Fedora is poorly documented.

Posted Aug 18, 2005 15:45 UTC (Thu) by Junior_Samples (guest, #26737)
Parent article: An overview of multilevel security

While SELinux has great potential, it seems that it offers very little to the ordinary user. The default configuration of Fedora is geared toward an enterprise server, not a desktop user. As it stands, SELinux on Fedora doesn't do much to protect the average workstation/desktop user from hax0rs.

Poor documentation and lack of communications only make matters worse. During a recent upgrade, Fedora added a audit-libs as a dependency for SELinux. So yum happily installed audit-libs. Now cryptic audit messages are constantly spewed onto to my console. Not a warning or a peep from Fedora.
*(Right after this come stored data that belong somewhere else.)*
//! Per-axis feedback mode selection

use log::debug;

use crate::pid::PidAxisController;
use crate::types::{Axis, FeedbackMode, PerAxis};

/// Inputs of one axis for one control tick, in the loop's unit
#[derive(Debug, Clone, Copy, PartialEq)]
pub struct AxisInput {
    pub measured: f64,
    pub measured_rate: f64,
    pub setpoint: f64,
    /// Seconds since the last committed tick, always positive
    pub dt: f64,
}

/// Chooses what each axis outputs, based on its [`FeedbackMode`]
///
/// Every axis starts [`FeedbackMode::Off`]. A mode change takes effect on
/// the next [`update`](Self::update) of that axis.
#[derive(Debug, Clone, Copy, PartialEq, Default)]
pub struct FeedbackModeStateMachine {
    modes: PerAxis<FeedbackMode>,
}

impl FeedbackModeStateMachine {
    pub fn new() -> Self {
        Self::default()
    }

    pub fn mode(&self, axis: Axis) -> FeedbackMode {
        self.modes[axis]
    }

    pub fn modes(&self) -> PerAxis<FeedbackMode> {
        self.modes
    }

    pub fn set_mode(&mut self, axis: Axis, mode: FeedbackMode) {
        let previous = self.modes[axis];
        if previous != mode {
            debug!("{} feedback {:?} -> {:?}", axis.name(), previous, mode);
        }
        self.modes[axis] = mode;
    }

    pub fn set_modes(&mut self, modes: PerAxis<FeedbackMode>) {
        for axis in Axis::ALL {
            self.set_mode(axis, modes[axis]);
        }
    }

    /// Produce the output of `axis` for this tick
    ///
    /// - Off: the setpoint, integral cleared
    /// - Follow: the measurement, integral cleared
    /// - On: one PID step
    ///
    /// Off and Follow leave the last PID error in place, so with
    /// [`RateSource::DeriveFromError`](crate::types::RateSource::DeriveFromError) the
    /// first On step after them differentiates against that older error.
    pub fn update(&self, axis: Axis, controller: &mut PidAxisController, input: AxisInput) -> f64 {
        match self.modes[axis] {
            FeedbackMode::Off => controller.hold(input.measured, input.setpoint),
            FeedbackMode::Follow => controller.follow(input.measured, input.setpoint),
            FeedbackMode::On => {
                controller.update(input.measured, input.measured_rate, input.setpoint, input.dt)
            }
        }
    }
}

#[cfg(test)]
mod tests {
    use super::*;
    use crate::types::{PidGains, RateSource, REFERENCE_GAINS};

    fn input(measured: f64, setpoint: f64) -> AxisInput {
        AxisInput {
            measured,
            measured_rate: 0.0,
            setpoint,
            dt: 0.02,
        }
    }

    #[test]
    fn test_all_axes_start_off() {
        let machine = FeedbackModeStateMachine::new();
        assert_eq!(machine.modes(), PerAxis::splat(FeedbackMode::Off));
    }

    #[test]
    fn test_off_holds_setpoint_exactly() {
        let machine = FeedbackModeStateMachine::new();
        let mut pid = PidAxisController::new(REFERENCE_GAINS, RateSource::External);
        let output = machine.update(Axis::Pitch, &mut pid, input(3.7, 12.5));
        assert_eq!(output, 12.5);
        assert_eq!(pid.state().integral, 0.0);
    }

    #[test]
    fn test_follow_passes_measurement_through() {
        let mut machine = FeedbackModeStateMachine::new();
        machine.set_mode(Axis::Yaw, FeedbackMode::Follow);
        let mut pid = PidAxisController::new(REFERENCE_GAINS, RateSource::External);
        let output = machine.update(Axis::Yaw, &mut pid, input(-4.25, 1.0));
        assert_eq!(output, -4.25);
        assert_eq!(pid.state().integral, 0.0);
    }

    #[test]
    fn test_on_runs_pid() {
        let mut machine = FeedbackModeStateMachine::new();
        machine.set_mode(Axis::Pitch, FeedbackMode::On);
        let mut pid = PidAxisController::new(PidGains::new(0.30, 0.33, 0.23), RateSource::External);
        let output = machine.update(Axis::Pitch, &mut pid, input(0.1, 0.0));
        assert!((output - -0.03066).abs() < 1e-12);
    }

    #[test]
    fn test_switching_off_drops_accumulated_integral() {
        let mut machine = FeedbackModeStateMachine::new();
        let mut pid = PidAxisController::new(REFERENCE_GAINS, RateSource::External);

        machine.set_mode(Axis::Pitch, FeedbackMode::On);
        for _ in 0..50 {
            machine.update(Axis::Pitch, &mut pid, input(0.0, 1.0));
        }
        assert!(pid.state().integral > 0.9);

        machine.set_mode(Axis::Pitch, FeedbackMode::Off);
        machine.update(Axis::Pitch, &mut pid, input(0.0, 1.0));
        assert_eq!(pid.state().integral, 0.0);

        // back on: integral restarts from this tick only
        machine.set_mode(Axis::Pitch, FeedbackMode::On);
        machine.update(Axis::Pitch, &mut pid, input(0.0, 1.0));
        assert!((pid.state().integral - 0.02).abs() < 1e-12);
    }

    #[test]
    fn test_derived_rate_resumes_from_last_on_error() {
        let mut machine = FeedbackModeStateMachine::new();
        let gains = PidGains::new(0.0, 0.0, 1.0);
        let mut pid = PidAxisController::new(gains, RateSource::DeriveFromError);

        machine.set_mode(Axis::Pitch, FeedbackMode::On);
        machine.update(Axis::Pitch, &mut pid, input(0.0, 1.0));

        machine.set_mode(Axis::Pitch, FeedbackMode::Off);
        machine.update(Axis::Pitch, &mut pid, input(0.0, 3.0));
        assert_eq!(pid.state().previous_error, 1.0);

        // error 1 -> 3 over 0.02 s
        machine.set_mode(Axis::Pitch, FeedbackMode::On);
        let output = machine.update(Axis::Pitch, &mut pid, input(0.0, 3.0));
        assert!((output - 100.0).abs() < 1e-9);
    }

    #[test]
    fn test_modes_are_independent_per_axis() {
        let mut machine = FeedbackModeStateMachine::new();
        machine.set_modes(PerAxis::new(FeedbackMode::On, FeedbackMode::Off, FeedbackMode::Follow));
        assert_eq!(machine.mode(Axis::Pitch), FeedbackMode::On);
        assert_eq!(machine.mode(Axis::Roll), FeedbackMode::Off);
        assert_eq!(machine.mode(Axis::Yaw), FeedbackMode::Follow);
    }
}
//! Angle conversions shared by the controller and the sensor adapters

use nalgebra::Vector3;

pub const DEG_TO_RAD: f64 = core::f64::consts::PI / 180.0;
pub const RAD_TO_DEG: f64 = 180.0 / core::f64::consts::PI;

/// Fold an angle in degrees into [-180, 180]
///
/// Orientation sensors report headings in 0..360 and can overshoot by a
/// turn; the controller expects signed angles around zero.
///
/// # Example
/// ```
/// use tvc_attitude::wrap_degrees;
///
/// assert_eq!(wrap_degrees(190.0), -170.0);
/// assert_eq!(wrap_degrees(-190.0), 170.0);
/// assert_eq!(wrap_degrees(45.0), 45.0);
/// ```
pub fn wrap_degrees(degrees: f64) -> f64 {
    if !degrees.is_finite() || (-180.0..=180.0).contains(&degrees) {
        return degrees;
    }
    let wrapped = (degrees + 180.0).rem_euclid(360.0) - 180.0;
    // rem_euclid maps +180 onto -180; keep the sign of the input there
    if wrapped == -180.0 && degrees > 0.0 {
        180.0
    } else {
        wrapped
    }
}

/// Extension trait for angle vectors
pub trait Vector3Ext {
    fn deg_to_rad(&self) -> Vector3<f64>;

    fn rad_to_deg(&self) -> Vector3<f64>;

    /// [`wrap_degrees`] applied component-wise
    fn wrap_degrees(&self) -> Vector3<f64>;
}

impl Vector3Ext for Vector3<f64> {
    fn deg_to_rad(&self) -> Vector3<f64> {
        *self * DEG_TO_RAD
    }

    fn rad_to_deg(&self) -> Vector3<f64> {
        *self * RAD_TO_DEG
    }

    fn wrap_degrees(&self) -> Vector3<f64> {
        self.map(wrap_degrees)
    }
}
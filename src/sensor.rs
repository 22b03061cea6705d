//! Sensor and actuator interfaces
//!
//! The control loop talks to hardware only through [`OrientationSource`] and
//! [`Actuator`]. Drivers expose their registers as [`RawChannels`]; wrapping
//! one in a [`CalibratedSensor`] makes it shareable between the control
//! thread and a calibration worker, and [`ImuOrientation`] and
//! [`BarometerAltitude`] turn the corrected channels into physical values.

use std::sync::{Arc, Mutex, PoisonError, RwLock};

use nalgebra::Vector3;

use crate::calibration::{CalibrationOffsets, CalibrationStatus};
use crate::math::Vector3Ext;
use crate::types::Axis;

/// Source of vehicle attitude
pub trait OrientationSource {
    /// Current (pitch, roll, yaw) in degrees
    fn read_orientation(&mut self) -> Vector3<f64>;

    /// Current angular rate in rad/s about the pitch, roll and yaw axes
    fn read_angular_rate(&mut self) -> Vector3<f64>;
}

/// Source of barometric readings
pub trait AltitudeSource {
    /// Temperature in degrees Celsius
    fn read_temperature(&mut self) -> f64;

    /// Pressure in millibar
    fn read_pressure(&mut self) -> f64;

    /// Altitude in metres
    fn read_altitude(&mut self) -> f64;
}

/// Something that moves an axis, typically a gimbal servo
pub trait Actuator {
    /// Drive `axis` to `degrees` of actuator travel
    fn write_angle(&mut self, axis: Axis, degrees: f64);
}

impl<T: OrientationSource + ?Sized> OrientationSource for &mut T {
    fn read_orientation(&mut self) -> Vector3<f64> {
        (**self).read_orientation()
    }

    fn read_angular_rate(&mut self) -> Vector3<f64> {
        (**self).read_angular_rate()
    }
}

impl<T: Actuator + ?Sized> Actuator for &mut T {
    fn write_angle(&mut self, axis: Axis, degrees: f64) {
        (**self).write_angle(axis, degrees)
    }
}

/// A device read as a fixed set of integer channels
///
/// Reads are best effort: a driver that fails to talk to its device keeps
/// the previous values in `out` rather than erroring.
pub trait RawChannels: Send {
    fn channel_count(&self) -> usize;

    /// Fill `out` (one slot per channel) with a single snapshot
    fn read_channels(&mut self, out: &mut [i64]);
}

struct Shared<S> {
    name: String,
    channels: usize,
    device: Mutex<S>,
    offsets: RwLock<CalibrationOffsets>,
    status: Arc<CalibrationStatus>,
}

/// Shared handle to a raw device and its calibration offsets
///
/// Clones refer to the same device. Offsets are swapped as one unit when a
/// calibration commits, so a corrected reading never mixes two runs.
pub struct CalibratedSensor<S> {
    shared: Arc<Shared<S>>,
}

impl<S> Clone for CalibratedSensor<S> {
    fn clone(&self) -> Self {
        Self {
            shared: Arc::clone(&self.shared),
        }
    }
}

impl<S> core::fmt::Debug for CalibratedSensor<S> {
    fn fmt(&self, f: &mut core::fmt::Formatter<'_>) -> core::fmt::Result {
        f.debug_struct("CalibratedSensor")
            .field("name", &self.shared.name)
            .field("channels", &self.shared.channels)
            .field("status", &self.shared.status)
            .finish()
    }
}

impl<S: RawChannels> CalibratedSensor<S> {
    pub fn new(name: impl Into<String>, device: S) -> Self {
        let channels = device.channel_count();
        Self {
            shared: Arc::new(Shared {
                name: name.into(),
                channels,
                device: Mutex::new(device),
                offsets: RwLock::new(CalibrationOffsets::zeroed(channels)),
                status: Arc::new(CalibrationStatus::new()),
            }),
        }
    }

    /// One uncorrected snapshot of every channel into `out`
    pub fn read_raw(&self, out: &mut [i64]) {
        let mut device = self.shared.device.lock().unwrap_or_else(PoisonError::into_inner);
        device.read_channels(out);
    }

    /// One snapshot of every channel with the current offsets applied
    pub fn read_corrected(&self) -> Vec<f64> {
        let mut raw = vec![0; self.shared.channels];
        self.read_raw(&mut raw);
        self.offsets().apply(&raw)
    }

    /// Run `f` with exclusive access to the device
    pub fn with_device<R>(&self, f: impl FnOnce(&mut S) -> R) -> R {
        let mut device = self.shared.device.lock().unwrap_or_else(PoisonError::into_inner);
        f(&mut device)
    }
}

impl<S> CalibratedSensor<S> {
    pub fn name(&self) -> &str {
        &self.shared.name
    }

    pub fn channel_count(&self) -> usize {
        self.shared.channels
    }

    pub fn offsets(&self) -> CalibrationOffsets {
        self.shared
            .offsets
            .read()
            .unwrap_or_else(PoisonError::into_inner)
            .clone()
    }

    pub fn status(&self) -> &Arc<CalibrationStatus> {
        &self.shared.status
    }

    pub fn is_calibrated(&self) -> bool {
        self.shared.status.is_calibrated()
    }

    pub(crate) fn store_offsets(&self, offsets: CalibrationOffsets) {
        *self
            .shared
            .offsets
            .write()
            .unwrap_or_else(PoisonError::into_inner) = offsets;
    }
}

/// Signed sensor axis feeding one body axis
#[derive(Debug, Clone, Copy, PartialEq, Eq)]
#[cfg_attr(feature = "serde", derive(serde::Serialize, serde::Deserialize))]
pub enum SensorAxis {
    Px,
    Nx,
    Py,
    Ny,
    Pz,
    Nz,
}

impl SensorAxis {
    fn pick(self, sensor: &Vector3<f64>) -> f64 {
        match self {
            SensorAxis::Px => sensor.x,
            SensorAxis::Nx => -sensor.x,
            SensorAxis::Py => sensor.y,
            SensorAxis::Ny => -sensor.y,
            SensorAxis::Pz => sensor.z,
            SensorAxis::Nz => -sensor.z,
        }
    }
}

/// How the sensor is mounted relative to the vehicle body
///
/// Each body axis names the sensor axis it is read from, and whether that
/// axis is inverted. Sensor vectors are (x, y, z), body vectors are
/// (pitch, roll, yaw).
///
/// # Example
/// ```
/// use nalgebra::Vector3;
/// use tvc_attitude::SensorMounting;
///
/// let body = SensorMounting::REFERENCE.apply(Vector3::new(1.0, 2.0, 3.0));
/// assert_eq!(body, Vector3::new(-1.0, 3.0, 2.0));
/// ```
#[derive(Debug, Clone, Copy, PartialEq, Eq)]
#[cfg_attr(feature = "serde", derive(serde::Serialize, serde::Deserialize))]
pub struct SensorMounting {
    pub pitch: SensorAxis,
    pub roll: SensorAxis,
    pub yaw: SensorAxis,
}

impl SensorMounting {
    pub const IDENTITY: SensorMounting =
        SensorMounting::new(SensorAxis::Px, SensorAxis::Py, SensorAxis::Pz);

    /// Reference airframe: pitch inverted, roll and yaw swapped
    pub const REFERENCE: SensorMounting =
        SensorMounting::new(SensorAxis::Nx, SensorAxis::Pz, SensorAxis::Py);

    pub const fn new(pitch: SensorAxis, roll: SensorAxis, yaw: SensorAxis) -> Self {
        Self { pitch, roll, yaw }
    }

    pub fn apply(&self, sensor: Vector3<f64>) -> Vector3<f64> {
        Vector3::new(
            self.pitch.pick(&sensor),
            self.roll.pick(&sensor),
            self.yaw.pick(&sensor),
        )
    }
}

impl Default for SensorMounting {
    fn default() -> Self {
        Self::IDENTITY
    }
}

/// Channel layout and scaling of an orientation IMU
#[derive(Debug, Clone, Copy, PartialEq)]
#[cfg_attr(feature = "serde", derive(serde::Serialize, serde::Deserialize))]
pub struct ImuLayout {
    /// Channels holding the fused Euler angles, sensor x, y, z
    pub orientation: [usize; 3],
    /// Channels holding the gyroscope rates, sensor x, y, z
    pub angular_rate: [usize; 3],
    /// Degrees per orientation count
    pub degrees_per_count: f64,
    /// rad/s per gyroscope count
    pub radians_per_second_per_count: f64,
    pub mounting: SensorMounting,
}

impl Default for ImuLayout {
    /// Six channels, angles at 1/16 degree and rates at 1/900 rad/s
    fn default() -> Self {
        Self {
            orientation: [0, 1, 2],
            angular_rate: [3, 4, 5],
            degrees_per_count: 1.0 / 16.0,
            radians_per_second_per_count: 1.0 / 900.0,
            mounting: SensorMounting::REFERENCE,
        }
    }
}

fn pick_channels(values: &[f64], channels: [usize; 3]) -> Option<Vector3<f64>> {
    Some(Vector3::new(
        *values.get(channels[0])?,
        *values.get(channels[1])?,
        *values.get(channels[2])?,
    ))
}

/// [`OrientationSource`] over a calibrated IMU
///
/// Angles are wrapped into [-180, 180] before the mounting is applied. A
/// layout pointing past the device's channels keeps the last good value.
#[derive(Debug, Clone)]
pub struct ImuOrientation<S> {
    sensor: CalibratedSensor<S>,
    layout: ImuLayout,
    orientation: Vector3<f64>,
    angular_rate: Vector3<f64>,
}

impl<S: RawChannels> ImuOrientation<S> {
    pub fn new(sensor: CalibratedSensor<S>, layout: ImuLayout) -> Self {
        Self {
            sensor,
            layout,
            orientation: Vector3::zeros(),
            angular_rate: Vector3::zeros(),
        }
    }

    pub fn sensor(&self) -> &CalibratedSensor<S> {
        &self.sensor
    }
}

impl<S: RawChannels> OrientationSource for ImuOrientation<S> {
    fn read_orientation(&mut self) -> Vector3<f64> {
        let values = self.sensor.read_corrected();
        if let Some(angles) = pick_channels(&values, self.layout.orientation) {
            let degrees = (angles * self.layout.degrees_per_count).wrap_degrees();
            self.orientation = self.layout.mounting.apply(degrees);
        }
        self.orientation
    }

    fn read_angular_rate(&mut self) -> Vector3<f64> {
        let values = self.sensor.read_corrected();
        if let Some(rates) = pick_channels(&values, self.layout.angular_rate) {
            let rates = rates * self.layout.radians_per_second_per_count;
            self.angular_rate = self.layout.mounting.apply(rates);
        }
        self.angular_rate
    }
}

/// Channel layout and scaling of a barometer
#[derive(Debug, Clone, Copy, PartialEq)]
#[cfg_attr(feature = "serde", derive(serde::Serialize, serde::Deserialize))]
pub struct BarometerLayout {
    pub temperature: usize,
    pub pressure: usize,
    pub altitude: usize,
    /// Degrees Celsius per temperature count
    pub celsius_per_count: f64,
    /// Millibar per pressure count
    pub millibar_per_count: f64,
    /// Metres per altitude count
    pub metres_per_count: f64,
}

impl Default for BarometerLayout {
    /// Temperature in 0.01 °C, pressure in Pa, altitude in cm
    fn default() -> Self {
        Self {
            temperature: 0,
            pressure: 1,
            altitude: 2,
            celsius_per_count: 0.01,
            millibar_per_count: 0.01,
            metres_per_count: 0.01,
        }
    }
}

/// [`AltitudeSource`] over a calibrated barometer
#[derive(Debug, Clone)]
pub struct BarometerAltitude<S> {
    sensor: CalibratedSensor<S>,
    layout: BarometerLayout,
    last: [f64; 3],
}

impl<S: RawChannels> BarometerAltitude<S> {
    pub fn new(sensor: CalibratedSensor<S>, layout: BarometerLayout) -> Self {
        Self {
            sensor,
            layout,
            last: [0.0; 3],
        }
    }

    pub fn sensor(&self) -> &CalibratedSensor<S> {
        &self.sensor
    }

    fn read(&mut self, slot: usize, channel: usize, scale: f64) -> f64 {
        if let Some(value) = self.sensor.read_corrected().get(channel) {
            self.last[slot] = value * scale;
        }
        self.last[slot]
    }
}

impl<S: RawChannels> AltitudeSource for BarometerAltitude<S> {
    fn read_temperature(&mut self) -> f64 {
        self.read(0, self.layout.temperature, self.layout.celsius_per_count)
    }

    fn read_pressure(&mut self) -> f64 {
        self.read(1, self.layout.pressure, self.layout.millibar_per_count)
    }

    fn read_altitude(&mut self) -> f64 {
        self.read(2, self.layout.altitude, self.layout.metres_per_count)
    }
}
Just a rude unwanted "Easter Egg" as a side effect of an upgrade. So even though my plate is alreay piled high, I must find a few hours of free time to learn and configure auditing. I didn't ask for this. It was dumped on me without permission.

As it stands, the only folks getting much use out of SELinux are those who have turned SELinux into a hobby, much like those devoted to Gimp and other time sinks. The learning curve for SELinux is steep, and in its default configuration does very little to squelch day-zero vulnerabilities.

Why is there no comprehensive user's guide to SELinux provided with the Linux documentation? Presumably anyone deploying SELinux in an enterprise situation would need such a document. The O'Reilly book on SELinux is only so-so, not to mention out of date with the current state of SELinux. What is needed is a good user's guide with examples. And it should be provided with SELinux as part of the standard install.

It is foolish to think that someone can effectively administer a complicated security system based on glancing at a couple of worthless man pages or reading the source code. Poor documentation continues to be Linux's most glaring weakness.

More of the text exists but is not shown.